What makes a good movie? In many ways, one might say “Inside Out 2” is not as sharp as “Inside Out”. This new film is less adept at its pacing, it wrestles with queries of identifying character arcs and there are numerous things that might function as loose ends in its larger narrative. Maya Hawke’s Anxiety is arguably her strongest filmic work, even as the film struggles with figuring out how to distil the characters’ biggest paradoxes. But there are so many wonderful things to extract from art and there is a metatextual charm in how the messiness of Riley becomes intrinsic to the similar schematic ways that “Inside Out 2” devolves. I am forever partial to films that feel like they dare to do something, even when their reach might exceed their grasp.
This new film might be less easily enjoyable, but it feels larger and stirringly sincere in what it attempts to do. In some ways, I found myself more moved this time around. More than many Pixar films before, the central arc of “Inside Out 2” speaks more to the adults than the audience. Riley as the site of action is a sleight-of-hand. Children will identify with the moments of coming-of-age, but the film’s real heart is in the way the emotions around her function as parent-like adults struggling to let go of this girl they care so much for.

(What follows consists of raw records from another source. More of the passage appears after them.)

use crate::domain::lifecycle::BookingAction;
use crate::domain::models::{Booking, ProviderMeResponse};
use crate::infrastructure::activity_log::ActivityLog;
use crate::infrastructure::credential_store::AccessTokenStore;
use crate::infrastructure::error::InfraError;
use async_trait::async_trait;
use reqwest::{Client, RequestBuilder};
use std::sync::Arc;
use url::Url;

#[derive(Debug, Clone, Default, PartialEq)]
pub struct BookingListFilter {
    pub status: Option<String>,
    pub tab: Option<String>,
    pub lat: Option<f64>,
    pub lng: Option<f64>,
}

impl BookingListFilter {
    pub fn query_pairs(&self) -> Vec<(&'static str, String)> {
        let mut pairs = Vec::new();
        if let Some(status) = self.status.as_deref().map(str::trim).filter(|value| !value.is_empty()) {
            pairs.push(("status", status.to_ascii_lowercase()));
        }
        if let Some(tab) = self.tab.as_deref().map(str::trim).filter(|value| !value.is_empty()) {
            pairs.push(("tab", tab.to_string()));
        }
        if let Some(lat) = self.lat {
            pairs.push(("lat", lat.to_string()));
        }
        if let Some(lng) = self.lng {
            pairs.push(("lng", lng.to_string()));
        }
        pairs
    }

    /// Stable identity of this filter for the list cache.
    pub fn cache_key(&self) -> String {
        self.query_pairs()
            .into_iter()
            .map(|(key, value)| format!("{key}={value}"))
            .collect::<Vec<_>>()
            .join("&")
    }
}

#[derive(Debug, Clone, PartialEq, Eq, serde::Serialize)]
pub struct ActionRequest {
    pub action: BookingAction,
    #[serde(skip_serializing_if = "Option::is_none")]
    pub reason: Option<String>,
}

#[async_trait]
pub trait BookingApiClient: Send + Sync {
    async fn list_bookings(&self, filter: &BookingListFilter) -> Result<Vec<Booking>, InfraError>;

    async fn get_booking(&self, booking_id: &str) -> Result<Booking, InfraError>;

    async fn perform_action(
        &self,
        booking_id: &str,
        request: &ActionRequest,
    ) -> Result<Booking, InfraError>;
}

#[async_trait]
pub trait ProfileApiClient: Send + Sync {
    async fn fetch_provider_profile(&self) -> Result<ProviderMeResponse, InfraError>;
}

const COMPONENT: &str = "api_client";

#[derive(Clone)]
pub struct ReqwestApiClient {
    client: Client,
    base_url: Url,
    token_store: Arc<dyn AccessTokenStore>,
    activity_log: Arc<ActivityLog>,
}

impl ReqwestApiClient {
    pub fn new(base_url: &str, token_store: Arc<dyn AccessTokenStore>) -> Result<Self, InfraError> {
        let base_url = Url::parse(base_url.trim())
            .map_err(|error| InfraError::InvalidConfig(format!("invalid api base url: {error}")))?;
        if base_url.cannot_be_a_base() {
            return Err(InfraError::InvalidConfig(
                "api base url cannot be a base".to_string(),
            ));
        }
        Ok(Self {
            client: Client::new(),
            base_url,
            token_store,
            activity_log: Arc::new(ActivityLog::disabled()),
        })
    }

    pub fn with_activity_log(mut self, activity_log: Arc<ActivityLog>) -> Self {
        self.activity_log = activity_log;
        self
    }

    fn endpoint(&self, segments: &[&str]) -> Result<Url, InfraError> {
        let mut url = self.base_url.clone();
        {
            let mut path = url.path_segments_mut().map_err(|_| {
                InfraError::InvalidConfig("api base url cannot be a base".to_string())
            })?;
            path.pop_if_empty();
            for segment in segments {
                path.push(segment);
            }
        }
        Ok(url)
    }

    fn authorized(&self, request: RequestBuilder) -> Result<RequestBuilder, InfraError> {
        Ok(match self.token_store.load_token()? {
            Some(token) => request.bearer_auth(token),
            None => request,
        })
    }

    async fn send(&self, request: RequestBuilder, context: &str) -> Result<String, InfraError> {
        let response = self
            .authorized(request)?
            .send()
            .await
            .map_err(|error| InfraError::Transport(format!("{context}: {error}")))?;

        let status = response.status();
        let body = response
            .text()
            .await
            .map_err(|error| InfraError::Transport(format!("failed reading {context} response: {error}")))?;

        if !status.is_success() {
            return Err(api_error(status.as_u16(), &body));
        }
        Ok(body)
    }
}

fn ensure_booking_id(booking_id: &str) -> Result<&str, InfraError> {
    let trimmed = booking_id.trim();
    if trimmed.is_empty() {
        return Err(InfraError::InvalidInput("booking id must not be empty".to_string()));
    }
    Ok(trimmed)
}

/// Non-2xx responses keep the server's own wording so validation failures
/// reach the user unchanged.
pub(crate) fn api_error(status: u16, body: &str) -> InfraError {
    let from_json = serde_json::from_str::<serde_json::Value>(body)
        .ok()
        .and_then(|value| {
            ["message", "error"].iter().find_map(|key| {
                value
                    .get(*key)
                    .and_then(serde_json::Value::as_str)
                    .map(str::trim)
                    .filter(|message| !message.is_empty())
                    .map(ToOwned::to_owned)
            })
        });

    let message = match from_json {
        Some(message) => message,
        None if !body.trim().is_empty() => body.trim().to_string(),
        None => format!("request failed: http {status}"),
    };
    InfraError::Api { status, message }
}

// Records stay raw so one malformed entry cannot fail the whole list.
#[derive(Debug, serde::Deserialize)]
#[serde(untagged)]
enum BookingListPayload {
    Bare(Vec<serde_json::Value>),
    Wrapped { bookings: Vec<serde_json::Value> },
}

#[derive(Debug, Default, PartialEq)]
struct DecodedBookingList {
    bookings: Vec<Booking>,
    rejected: Vec<String>,
}

#[derive(Debug, serde::Deserialize)]
#[serde(untagged)]
enum BookingPayload {
    Wrapped { booking: Booking },
    Bare(Booking),
}

fn decode_booking_list(body: &str) -> Result<DecodedBookingList, InfraError> {
    let records = match serde_json::from_str::<BookingListPayload>(body)? {
        BookingListPayload::Bare(records) | BookingListPayload::Wrapped { bookings: records } => records,
    };

    let mut decoded = DecodedBookingList::default();
    for (index, record) in records.into_iter().enumerate() {
        let booking = serde_json::from_value::<Booking>(record)
            .map_err(InfraError::from)
            .and_then(|booking| ensure_valid(&booking).map(|_| booking));
        match booking {
            Ok(booking) => decoded.bookings.push(booking),
            Err(error) => decoded.rejected.push(format!("record {index}: {error}")),
        }
    }
    Ok(decoded)
}

fn decode_booking(body: &str) -> Result<Booking, InfraError> {
    let booking = match serde_json::from_str::<BookingPayload>(body)? {
        BookingPayload::Wrapped { booking } | BookingPayload::Bare(booking) => booking,
    };
    ensure_valid(&booking)?;
    Ok(booking)
}

fn ensure_valid(booking: &Booking) -> Result<(), InfraError> {
    booking
        .validate()
        .map_err(|error| InfraError::InvalidInput(format!("invalid booking payload: {error}")))
}

#[async_trait]
impl BookingApiClient for ReqwestApiClient {
    async fn list_bookings(&self, filter: &BookingListFilter) -> Result<Vec<Booking>, InfraError> {
        let url = self.endpoint(&["bookings"])?;
        let request = self.client.get(url).query(&filter.query_pairs());
        let body = self.send(request, "network error while listing bookings").await?;
        let decoded = decode_booking_list(&body)?;
        for rejected in &decoded.rejected {
            self.activity_log
                .warn(COMPONENT, &format!("skipped booking in list response: {rejected}"));
        }
        Ok(decoded.bookings)
    }

    async fn get_booking(&self, booking_id: &str) -> Result<Booking, InfraError> {
        let booking_id = ensure_booking_id(booking_id)?;
        let url = self.endpoint(&["bookings", booking_id])?;
        let body = self
            .send(self.client.get(url), "network error while loading booking")
            .await?;
        decode_booking(&body)
    }

    async fn perform_action(
        &self,
        booking_id: &str,
        request: &ActionRequest,
    ) -> Result<Booking, InfraError> {
        let booking_id = ensure_booking_id(booking_id)?;
        let url = self.endpoint(&["bookings", booking_id, "action"])?;
        let body = self
            .send(
                self.client.patch(url).json(request),
                "network error while updating booking",
            )
            .await?;
        decode_booking(&body)
    }
}

#[async_trait]
impl ProfileApiClient for ReqwestApiClient {
    async fn fetch_provider_profile(&self) -> Result<ProviderMeResponse, InfraError> {
        let url = self.endpoint(&["provider", "me"])?;
        let body = self
            .send(self.client.get(url), "network error while loading profile")
            .await?;
        Ok(serde_json::from_str(&body)?)
    }
}
use crate::domain::models::Profile;
use chrono::{DateTime, Utc};
use serde::Serialize;
use std::cmp::Ordering;

#[derive(Debug, Clone, Copy, PartialEq, Eq, Serialize)]
#[serde(rename_all = "snake_case")]
pub enum ReplaceReason {
    NoLocalProfile,
    NewerTimestamp,
    StatusChanged,
    SameTimestampContentChanged,
}

impl ReplaceReason {
    pub fn as_str(self) -> &'static str {
        match self {
            ReplaceReason::NoLocalProfile => "no_local_profile",
            ReplaceReason::NewerTimestamp => "newer_timestamp",
            ReplaceReason::StatusChanged => "status_changed",
            ReplaceReason::SameTimestampContentChanged => "same_timestamp_content_changed",
        }
    }
}

#[derive(Debug, Clone, Copy, PartialEq, Eq, Serialize)]
#[serde(tag = "decision", content = "reason", rename_all = "snake_case")]
pub enum ReconcileDecision {
    Replace(ReplaceReason),
    Keep,
}

impl ReconcileDecision {
    pub fn is_replace(self) -> bool {
        matches!(self, ReconcileDecision::Replace(_))
    }
}

/// Decides whether a freshly fetched server profile replaces the local copy.
///
/// Rules are checked in order and the first match wins:
/// 1. the server `updated_at` is strictly newer,
/// 2. the status differs, whatever the timestamps say,
/// 3. the timestamps are equal but the records differ structurally.
///
/// Anything else keeps the local profile.
pub fn reconcile(server: &Profile, local: Option<&Profile>) -> ReconcileDecision {
    let Some(local) = local else {
        return ReconcileDecision::Replace(ReplaceReason::NoLocalProfile);
    };

    let timestamps = compare_updated_at(server.updated_at, local.updated_at);
    if timestamps == Some(Ordering::Greater) {
        return ReconcileDecision::Replace(ReplaceReason::NewerTimestamp);
    }

    if server.status != local.status {
        return ReconcileDecision::Replace(ReplaceReason::StatusChanged);
    }

    if timestamps == Some(Ordering::Equal) && server != local {
        return ReconcileDecision::Replace(ReplaceReason::SameTimestampContentChanged);
    }

    ReconcileDecision::Keep
}

// A missing local timestamp is older than any server timestamp; a missing
// server timestamp is never newer.
fn compare_updated_at(
    server: Option<DateTime<Utc>>,
    local: Option<DateTime<Utc>>,
) -> Option<Ordering> {
    match (server, local) {
        (Some(server), Some(local)) => Some(server.cmp(&local)),
        (Some(_), None) => Some(Ordering::Greater),
        (None, None) => Some(Ordering::Equal),
        (None, Some(_)) => None,
    }
}

#[cfg(test)]
mod tests {
    use super::*;
    use chrono::Duration;

    fn fixed_time() -> DateTime<Utc> {
        DateTime::parse_from_rfc3339("2026-02-16T00:00:00Z")
            .expect("valid datetime")
            .with_timezone(&Utc)
    }

    fn profile(status: &str, updated_at: Option<DateTime<Utc>>, fields: serde_json::Value) -> Profile {
        Profile {
            status: status.to_string(),
            updated_at,
            fields: fields.as_object().cloned().unwrap_or_default(),
        }
    }

    #[test]
    fn missing_local_profile_is_replaced() {
        let server = profile("active", Some(fixed_time()), serde_json::json!({}));
        assert_eq!(
            reconcile(&server, None),
            ReconcileDecision::Replace(ReplaceReason::NoLocalProfile)
        );
    }

    #[test]
    fn newer_server_timestamp_replaces() {
        let local = profile("active", Some(fixed_time()), serde_json::json!({"name": "Ada"}));
        let server = profile(
            "active",
            Some(fixed_time() + Duration::seconds(1)),
            serde_json::json!({"name": "Ada"}),
        );
        assert_eq!(
            reconcile(&server, Some(&local)),
            ReconcileDecision::Replace(ReplaceReason::NewerTimestamp)
        );
    }

    #[test]
    fn status_change_replaces_even_with_equal_timestamps() {
        let local = profile("active", Some(fixed_time()), serde_json::json!({}));
        let server = profile("suspended", Some(fixed_time()), serde_json::json!({}));
        assert_eq!(
            reconcile(&server, Some(&local)),
            ReconcileDecision::Replace(ReplaceReason::StatusChanged)
        );
    }

    #[test]
    fn status_change_replaces_even_with_older_server_timestamp() {
        let local = profile("pending_review", Some(fixed_time()), serde_json::json!({}));
        let server = profile(
            "approved",
            Some(fixed_time() - Duration::minutes(5)),
            serde_json::json!({}),
        );
        assert!(reconcile(&server, Some(&local)).is_replace());
    }

    #[test]
    fn identical_records_are_kept() {
        let fields = serde_json::json!({"name": "Ada", "services": {"radiusKm": 5, "tags": ["plumbing"]}});
        let local = profile("active", Some(fixed_time()), fields.clone());
        let server = profile("active", Some(fixed_time()), fields);
        assert_eq!(reconcile(&server, Some(&local)), ReconcileDecision::Keep);
    }

    #[test]
    fn nested_difference_with_equal_timestamps_replaces() {
        let local = profile(
            "active",
            Some(fixed_time()),
            serde_json::json!({"services": {"radiusKm": 5}}),
        );
        let server = profile(
            "active",
            Some(fixed_time()),
            serde_json::json!({"services": {"radiusKm": 10}}),
        );
        assert_eq!(
            reconcile(&server, Some(&local)),
            ReconcileDecision::Replace(ReplaceReason::SameTimestampContentChanged)
        );
    }

    #[test]
    fn older_server_record_with_same_status_is_ignored() {
        let local = profile("active", Some(fixed_time()), serde_json::json!({"name": "Ada L."}));
        let server = profile(
            "active",
            Some(fixed_time() - Duration::seconds(30)),
            serde_json::json!({"name": "Ada"}),
        );
        assert_eq!(reconcile(&server, Some(&local)), ReconcileDecision::Keep);
    }

    #[test]
    fn missing_timestamps_fall_back_to_status_and_content() {
        let local = profile("active", None, serde_json::json!({"name": "Ada"}));
        let same = profile("active", None, serde_json::json!({"name": "Ada"}));
        let edited = profile("active", None, serde_json::json!({"name": "Ada L."}));
        let stamped = profile("active", Some(fixed_time()), serde_json::json!({"name": "Ada"}));

        assert_eq!(reconcile(&same, Some(&local)), ReconcileDecision::Keep);
        assert!(reconcile(&edited, Some(&local)).is_replace());
        assert_eq!(
            reconcile(&stamped, Some(&local)),
            ReconcileDecision::Replace(ReplaceReason::NewerTimestamp)
        );
        assert_eq!(reconcile(&local, Some(&stamped)), ReconcileDecision::Keep);
    }
}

In a moment of deep sadness and emotion, Joy begins to lament that she cannot stop Anxiety. Perhaps as we grow older, we find less use for Joy, she says. The moment feels like one the filmmakers are prideful of, even self-satisfied, but it also is one that feels sincerely profound. And it’s a profundity that I suspect will mean more to adults than children. The lady next to me, with her children in tow, gasped. The children seemed nonplussed. I smiled to myself. Riley’s bifurcation between childhood and puberty leaves her occasionally uncertain as to who she is, and “Inside Out 2” feels like it’s caught in that same web; compelled by the more esoteric but aware of its own roots. I don’t know what the future of Pixar holds, but there’s so much to value in “Inside Out 2”. Riley’s puberty is central to the dynamics set-up, but more than anything it feels like a valuable film about the importance of letting go.